The system, apparatus, module or unit set forth in the above embodiments may be implemented in particular by a computer chip or entity, or by a product having a certain function. One typical implementation is a computer. In particular, the computer may be, for example, a personal computer, a laptop computer, a cellular telephone, a camera phone, a smart phone, a personal digital assistant, a media player, a navigation device, an email device, a game console, a tablet computer, a wearable device, or a combination of any of these devices.
For convenience of description, the above devices are described as being functionally divided into various units, respectively. Of course, the functions of each element may be implemented in one or more software and/or hardware elements when implemented in the present specification.
It will be appreciated by those skilled in the art that embodiments of the present description may be provided as a method, system, or computer program product. Accordingly, the present specification may take the form of an entirely hardware embodiment, an entirely software embodiment, or an embodiment combining software and hardware aspects. Furthermore, the present description can take the form of a computer program product on one or more computer-usable storage media (including, but not limited to, disk storage, CD-ROM, optical storage, etc.) having computer-usable program code embodied therein.
The present description is described with reference to flowchart illustrations and/or block diagrams of methods, apparatus (systems) and computer program products according to embodiments of the specification. It will be understood that each flow and/or block of the flowchart illustrations and/or block diagrams, and combinations of flows and/or blocks in the flowchart illustrations and/or block diagrams, can be implemented by computer program instructions. These computer program instructions may be provided to a processor of a general purpose computer, special purpose computer, embedded processor, or other programmable data processing apparatus to produce a machine, such that the instructions, which execute via the processor of the computer or other programmable data processing apparatus, create means for implementing the functions specified in the flowchart flow or flows and/or block diagram block or blocks.

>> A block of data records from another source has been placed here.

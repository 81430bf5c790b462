//! `children [--depth N]`: the four subtiles of each input tile, or its
//! full descendant set at an absolute zoom when `--depth` is given.

use crate::stdin_stream::{read_values, write_value};
use crate::tools::common::tile_from_value;
use anyhow::Result;
use clap::Args;

#[derive(Args, Debug)]
pub struct Subcommand {
	/// Expand recursively to this many levels below the input tile's zoom.
	#[arg(long)]
	pub depth: Option<u8>,

	#[arg(long)]
	pub seq: bool,
}

pub fn run(args: &Subcommand) -> Result<()> {
	let stdout = std::io::stdout();
	let mut out = stdout.lock();
	let stdin = std::io::stdin();

	for value in read_values(stdin.lock())? {
		let tile = tile_from_value(&value)?;
		let children = match args.depth {
			Some(depth) => tile.children_at(tile.z.saturating_add(depth))?,
			None => tile.children().to_vec(),
		};
		for child in children {
			write_value(&mut out, &serde_json::json!([child.x, child.y, child.z]), args.seq)?;
		}
	}
	Ok(())
}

These computer program instructions may also be stored in a computer-readable memory that can direct a computer or other programmable data processing apparatus to function in a particular manner, such that the instructions stored in the computer-readable memory produce an article of manufacture including instruction means which implement the function specified in the flowchart flow or flows and/or block diagram block or blocks.
These computer program instructions may also be loaded onto a computer or other programmable data processing apparatus to cause a series of operational steps to be performed on the computer or other programmable apparatus to produce a computer implemented process such that the instructions which execute on the computer or other programmable apparatus provide steps for implementing the functions specified in the flowchart flow or flows and/or block diagram block or blocks.
In one typical configuration, a computing device includes one or more processors (CPUs), input/output interfaces, network interfaces, and memory.
The memory may include volatile memory in a computer-readable medium, random Access Memory (RAM) and/or nonvolatile memory, such as Read Only Memory (ROM) or flash memory (flash RAM). Memory is an example of computer-readable media.
Computer readable media, including both non-transitory and non-transitory, removable and non-removable media, may implement information storage by any method or technology. The information may be computer readable instructions, data structures, modules of a program, or other data. Examples of storage media for a computer include, but are not limited to, phase change memory (PRAM), static Random Access Memory (SRAM), dynamic Random Access Memory (DRAM), other types of Random Access Memory (RAM), read Only Memory (ROM), electrically Erasable Programmable Read Only Memory (EEPROM), flash memory or other memory technology, compact disc read only memory (CD-ROM), digital Versatile Discs (DVD) or other optical storage, magnetic cassettes, magnetic tape magnetic disk storage or other magnetic storage devices, or any other non-transmission medium, which can be used to store information that can be accessed by a computing device. Computer-readable media, as defined herein, does not include transitory computer-readable media (transmission media), such as modulated data signals and carrier waves.
It should also be noted that the terms "comprises," "comprising," or any other variation thereof, are intended to cover a non-exclusive inclusion, such that a process, method, article, or apparatus that comprises a list of elements does not include only those elements but may include other elements not expressly listed or inherent to such process, method, article, or apparatus. Without further limitation, an element defined by the phrase "comprising one … …" does not exclude the presence of other like elements in a process, method, article, or apparatus that comprises an element.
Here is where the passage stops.